→ REQUIRED WORK
Whenever a line in the entries below contains the string "DeserializeOwned", copy that line.

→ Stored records
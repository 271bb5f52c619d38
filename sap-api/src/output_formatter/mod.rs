//! Decodes SAP OData envelopes into flat records.
//!
//! Every conversion rejects an envelope with no results and keeps at most
//! [`MAX_RESULTS`] records, in server order.

mod records;
mod responses;

pub use records::{
    BusinessUser, BusinessUserCollection, EmployeeBasicData, ToBusinessUserBusinessRoleAssignment,
};

use crate::errors::FormatError;
use responses::{BusinessUserCollectionResult, Envelope};
use serde::de::DeserializeOwned;
use tracing::info;

pub const MAX_RESULTS: usize = 10;

pub fn convert_to_business_user_collection(
    raw: &[u8],
) -> Result<Vec<BusinessUserCollection>, FormatError> {
    let results: Vec<BusinessUserCollectionResult> = decode(raw, "BusinessUserCollection")?;

    Ok(results
        .into_iter()
        .map(|result| BusinessUserCollection {
            user: result.user,
            to_business_user_business_role_assignment: result
                .business_user_business_role_assignment
                .deferred
                .uri,
        })
        .collect())
}

pub fn convert_to_business_user_business_role_assignment(
    raw: &[u8],
) -> Result<Vec<ToBusinessUserBusinessRoleAssignment>, FormatError> {
    decode(raw, "ToBusinessUserBusinessRoleAssignment")
}

pub fn convert_to_employee_basic_data(raw: &[u8]) -> Result<Vec<EmployeeBasicData>, FormatError> {
    decode(raw, "EmployeeBasicData")
}

fn decode<T: DeserializeOwned>(raw: &[u8], entity: &'static str) -> Result<Vec<T>, FormatError> {
    let envelope: Envelope<T> =
        serde_json::from_slice(raw).map_err(|source| FormatError::Decode { entity, source })?;
    let mut results = envelope.d.results;

    if results.is_empty() {
        return Err(FormatError::EmptyResult { entity });
    }
    if results.len() > MAX_RESULTS {
        info!(
            entity,
            results = results.len(),
            "Too many results, keeping the first {MAX_RESULTS}"
        );
        results.truncate(MAX_RESULTS);
    }

    Ok(results)
}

→ EXERCISE RESULT
use serde::de::DeserializeOwned;
fn decode<T: DeserializeOwned>(raw: &[u8], entity: &'static str) -> Result<Vec<T>, FormatError> {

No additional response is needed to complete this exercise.